Zurück nach Berlin: Die „Deutsche Wohnen“ hatte Einspruch gegen den Bußgeldbescheid eingelegt. Denn es seien keinerlei Daten von Mietern datenschutzwidrig an unternehmensfremde Dritte gelangt, zudem habe man bereits 2017 „umfangreiche personelle und prozessuale Veränderungen eingeleitet, um den aktuellen Datenschutzanforderungen vollumfänglich gerecht zu werden“. Das Landgericht Berlin hat den Bescheid nun vor einigen Wochen für unwirksam befunden, da dieser keine Angaben zu konkreten Tathandlungen eines Organs des Unternehmens machen würde. Damit vertritt das Gericht die Ansicht, dass Bußgeldbescheide gegenüber Unternehmen wegen DSGVO-Verstößen grundsätzlich nicht möglich sind – sondern nur gegen Organe der Unternehmen (also nicht gegen juristische, sondern nur gegen natürliche Personen).

Gegen den Beschluss hat die Staatsanwaltschaft wiederum Anfang März Beschwerde eingelegt. Wenn keine Beschwerde eingelegt worden wäre, dann wären in Berlin für die dort tätigen Unternehmen im Hinblick auf Bußgeldrisiken wohl ganz entspannte Zeiten angebrochen. Und natürlich würde so eine Entscheidung auch in anderen Verfahren bei anderen Gerichten für Aufmerksamkeit sorgen. Es bleibt also spannend, wie das Berliner Kammergericht als nächste Instanz entscheiden wird. In Österreich hat sich die Berliner Auffassung auch schon beim dortigen Bundesverwaltungsgericht durchgesetzt. In Deutschland steht der Gang durch die Instanzen noch aus – ggf. bis hoch zum EuGH.

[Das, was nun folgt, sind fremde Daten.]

//! Refund workflow.
//!
//! `pending -> processing -> success | failed`, `failed -> pending` on retry and
//! `pending -> cancelled`. Applying a refund moves the order to `refunded`;
//! cancelling the refund moves it back to `paid`. A successful refund reverses
//! the referral commission and ends the membership the order bought.

use chrono::{DateTime, Utc};
use domain::models::order::{Order, OrderStatus};
use domain::models::refund::{
    resolve_refund_amount, ApplyRefundRequest, CompleteRefundRequest, ReasonRequest, Refund,
    RefundStatus,
};
use domain::models::user::Operator;
use persistence::error::is_unique_violation;
use persistence::repositories::refund::IN_FLIGHT_INDEX;
use persistence::repositories::{NewRefund, OrderRepository, RefundRepository, UserMembershipRepository};
use shared::numbering;
use shared::pagination::{PageRequest, PageResult};
use sqlx::{PgConnection, PgPool};
use tracing::info;
use validator::Validate;

use crate::app::AppState;
use crate::error::ApiError;
use crate::services::auth::ensure_totp;
use crate::services::commission::CommissionService;

const IN_FLIGHT_MESSAGE: &str = "Order already has a refund in progress";

#[derive(Clone)]
pub struct RefundService {
    pool: PgPool,
    refunds: RefundRepository,
    orders: OrderRepository,
    memberships: UserMembershipRepository,
    commission: CommissionService,
}

impl RefundService {
    pub fn new(state: &AppState) -> Self {
        let pool = state.pool.clone();
        Self {
            refunds: RefundRepository::new(pool.clone()),
            orders: OrderRepository::new(pool.clone()),
            memberships: UserMembershipRepository::new(pool.clone()),
            commission: CommissionService::new(pool.clone()),
            pool,
        }
    }

    /// Opens a pending refund on a paid order.
    pub async fn apply(&self, operator: &Operator, request: &ApplyRefundRequest) -> Result<Refund, ApiError> {
        request.validate()?;
        ensure_totp(operator, Some(&request.totp_code))?;

        let mut tx = self.pool.begin().await?;
        let order = self.lock_order(&mut tx, request.order_id).await?;
        order.status.ensure_transition(OrderStatus::Refunded)?;
        if self.refunds.has_in_flight(&mut tx, order.id).await? {
            return Err(ApiError::Conflict(IN_FLIGHT_MESSAGE.to_string()));
        }

        let (amount, refund_type) = resolve_refund_amount(request.amount, order.final_amount)?;
        let refund_no = numbering::refund_no(Utc::now());
        let refund = self
            .insert(
                &mut tx,
                &NewRefund {
                    refund_no: &refund_no,
                    order_id: order.id,
                    amount,
                    refund_type,
                    reason: &request.reason,
                    status: RefundStatus::Pending,
                    operator_id: Some(operator.id),
                    operator_name: Some(&operator.username),
                },
            )
            .await?;
        self.orders
            .set_refund_state(&mut tx, order.id, OrderStatus::Refunded)
            .await?;
        tx.commit().await?;

        info!(
            refund_no = %refund.refund_no,
            order_no = %order.order_no,
            amount = %refund.refund_amount,
            operator_id = operator.id,
            "Refund applied"
        );
        Ok(refund)
    }

    /// Hands a pending refund to the provider.
    pub async fn dispatch(&self, operator: &Operator, id: i64) -> Result<Refund, ApiError> {
        let mut tx = self.pool.begin().await?;
        let mut refund = self.lock_refund(&mut tx, id).await?;
        refund.status.ensure_transition(RefundStatus::Processing)?;
        refund.status = RefundStatus::Processing;
        refund.processed_at = Some(Utc::now());
        stamp_operator(&mut refund, operator);
        let refund: Refund = self.refunds.save(&mut tx, &refund).await?.into();
        tx.commit().await?;

        info!(refund_no = %refund.refund_no, "Refund processing");
        Ok(refund)
    }

    /// Records the provider's verdict on a processing refund.
    pub async fn complete(
        &self,
        operator: &Operator,
        id: i64,
        request: &CompleteRefundRequest,
    ) -> Result<Refund, ApiError> {
        request.validate()?;
        let now = Utc::now();

        let mut tx = self.pool.begin().await?;
        let mut refund = self.lock_refund(&mut tx, id).await?;
        stamp_operator(&mut refund, operator);

        if request.success {
            refund.status.ensure_transition(RefundStatus::Success)?;
            refund.status = RefundStatus::Success;
            refund.completed_at = Some(now);
            refund.third_party_refund_id = request.third_party_refund_id.clone();
            refund.failure_reason = None;

            let order = self.lock_order(&mut tx, refund.order_id).await?;
            self.settle_success(&mut tx, &order, refund.id, now).await?;
        } else {
            refund.status.ensure_transition(RefundStatus::Failed)?;
            refund.status = RefundStatus::Failed;
            refund.failure_reason = Some(
                request
                    .failure_reason
                    .clone()
                    .unwrap_or_else(|| "refund failed".to_string()),
            );
        }

        let refund: Refund = self.refunds.save(&mut tx, &refund).await?.into();
        tx.commit().await?;

        info!(refund_no = %refund.refund_no, status = refund.status.as_str(), "Refund completed");
        Ok(refund)
    }

    /// Puts a failed refund back in the queue.
    pub async fn retry(&self, operator: &Operator, id: i64) -> Result<Refund, ApiError> {
        let mut tx = self.pool.begin().await?;
        let mut refund = self.lock_refund(&mut tx, id).await?;
        refund.status.ensure_transition(RefundStatus::Pending)?;
        refund.status = RefundStatus::Pending;
        refund.failure_reason = None;
        refund.processed_at = None;
        stamp_operator(&mut refund, operator);

        let saved = self.refunds.save(&mut tx, &refund).await.map_err(in_flight_conflict)?;
        tx.commit().await?;

        let refund: Refund = saved.into();
        info!(refund_no = %refund.refund_no, "Refund retried");
        Ok(refund)
    }

    /// Withdraws a pending refund; the order becomes paid again.
    pub async fn cancel(&self, operator: &Operator, id: i64, request: &ReasonRequest) -> Result<Refund, ApiError> {
        request.validate()?;

        let mut tx = self.pool.begin().await?;
        let mut refund = self.lock_refund(&mut tx, id).await?;
        refund.status.ensure_transition(RefundStatus::Cancelled)?;
        refund.status = RefundStatus::Cancelled;
        refund.failure_reason = Some(request.reason.clone());
        stamp_operator(&mut refund, operator);

        let order = self.lock_order(&mut tx, refund.order_id).await?;
        order.status.ensure_transition(OrderStatus::Paid)?;
        self.orders
            .set_refund_state(&mut tx, order.id, OrderStatus::Paid)
            .await?;

        let refund: Refund = self.refunds.save(&mut tx, &refund).await?.into();
        tx.commit().await?;

        info!(refund_no = %refund.refund_no, order_no = %order.order_no, "Refund cancelled");
        Ok(refund)
    }

    /// Refunds a paid order in full immediately, bypassing the provider.
    pub async fn force_refund(
        &self,
        operator: &Operator,
        order_id: i64,
        note: Option<&str>,
    ) -> Result<Refund, ApiError> {
        let now = Utc::now();
        let mut tx = self.pool.begin().await?;
        let order = self.lock_order(&mut tx, order_id).await?;
        order.status.ensure_transition(OrderStatus::Refunded)?;
        if self.refunds.has_in_flight(&mut tx, order.id).await? {
            return Err(ApiError::Conflict(IN_FLIGHT_MESSAGE.to_string()));
        }

        let (amount, refund_type) = resolve_refund_amount(None, order.final_amount)?;
        let refund_no = numbering::refund_no(now);
        let refund = self
            .insert(
                &mut tx,
                &NewRefund {
                    refund_no: &refund_no,
                    order_id: order.id,
                    amount,
                    refund_type,
                    reason: note.unwrap_or("forced refund"),
                    status: RefundStatus::Success,
                    operator_id: Some(operator.id),
                    operator_name: Some(&operator.username),
                },
            )
            .await?;
        self.orders
            .set_refund_state(&mut tx, order.id, OrderStatus::Refunded)
            .await?;
        self.settle_success(&mut tx, &order, refund.id, now).await?;
        tx.commit().await?;

        info!(
            refund_no = %refund.refund_no,
            order_no = %order.order_no,
            operator_id = operator.id,
            "Order force refunded"
        );
        Ok(refund)
    }

    pub async fn get(&self, id: i64) -> Result<Refund, ApiError> {
        self.refunds
            .find_by_id(id)
            .await?
            .map(Into::into)
            .ok_or_else(|| ApiError::NotFound(format!("Refund {} not found", id)))
    }

    pub async fn list(
        &self,
        status: Option<RefundStatus>,
        order_id: Option<i64>,
        page: &PageRequest,
    ) -> Result<PageResult<Refund>, ApiError> {
        let (rows, total) = self.refunds.list(status, order_id, page).await?;
        Ok(PageResult::new(rows.into_iter().map(Into::into).collect(), total, page))
    }

    async fn settle_success(
        &self,
        conn: &mut PgConnection,
        order: &Order,
        refund_id: i64,
        now: DateTime<Utc>,
    ) -> Result<(), ApiError> {
        self.commission
            .compensate_refund(conn, order, refund_id, now)
            .await?;
        let cancelled = self.memberships.cancel_for_order(conn, order.id).await?;
        if cancelled > 0 {
            info!(order_id = order.id, "Membership cancelled after refund");
        }
        Ok(())
    }

    async fn insert(&self, conn: &mut PgConnection, refund: &NewRefund<'_>) -> Result<Refund, ApiError> {
        Ok(self
            .refunds
            .insert(conn, refund)
            .await
            .map_err(in_flight_conflict)?
            .into())
    }

    async fn lock_refund(&self, conn: &mut PgConnection, id: i64) -> Result<Refund, ApiError> {
        self.refunds
            .lock(conn, id)
            .await?
            .map(Into::into)
            .ok_or_else(|| ApiError::NotFound(format!("Refund {} not found", id)))
    }

    async fn lock_order(&self, conn: &mut PgConnection, id: i64) -> Result<Order, ApiError> {
        self.orders
            .lock(conn, id)
            .await?
            .map(Into::into)
            .ok_or_else(|| ApiError::NotFound(format!("Order {} not found", id)))
    }
}

fn stamp_operator(refund: &mut Refund, operator: &Operator) {
    refund.operator_id = Some(operator.id);
    refund.operator_name = Some(operator.username.clone());
}

fn in_flight_conflict(err: sqlx::Error) -> ApiError {
    if is_unique_violation(&err, Some(IN_FLIGHT_INDEX)) {
        ApiError::Conflict(IN_FLIGHT_MESSAGE.to_string())
    } else {
        err.into()
    }
}

#[cfg(test)]
mod tests {
    use super::*;
    use uuid::Uuid;

    #[test]
    fn test_stamp_operator() {
        let operator = Operator {
            id: 9,
            uuid: Uuid::new_v4(),
            username: "finance".into(),
            nick_name: "Finance".into(),
            password_hash: String::new(),
            totp_secret: None,
            enabled: true,
        };
        let now = Utc::now();
        let mut refund = Refund {
            id: 1,
            refund_no: "RF1".into(),
            order_id: 2,
            refund_amount: rust_decimal::Decimal::ONE,
            refund_type: domain::models::refund::RefundType::Full,
            reason: None,
            status: RefundStatus::Pending,
            third_party_refund_id: None,
            operator_id: None,
            operator_name: None,
            processed_at: None,
            completed_at: None,
            failure_reason: None,
            created_at: now,
            updated_at: now,
        };
        stamp_operator(&mut refund, &operator);
        assert_eq!(refund.operator_id, Some(9));
        assert_eq!(refund.operator_name.as_deref(), Some("finance"));
    }

    #[test]
    fn test_non_index_errors_keep_default_mapping() {
        assert!(matches!(
            in_flight_conflict(sqlx::Error::RowNotFound),
            ApiError::NotFound(_)
        ));
    }
}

Das Ganze zeigt aber, dass es sich grundsätzlich lohnt, gegen Bußgeldbescheide oder auch sonstige Sanktionen von Aufsichtsbehörden gerichtlich vorzugehen. Wenn jetzt die Entscheidung des Landgerichts nicht noch revidiert wird, dann kann die Berliner Aufsichtsbehörde den bereits per Bußgeldbescheid sanktionierten behaupteten Verstoß nicht noch einmal mit einem Bußgeld belegen. Insoweit gilt der Grundsatz, dass man nicht zweimal wegen derselben Tat angeklagt bzw. bestraft werden darf.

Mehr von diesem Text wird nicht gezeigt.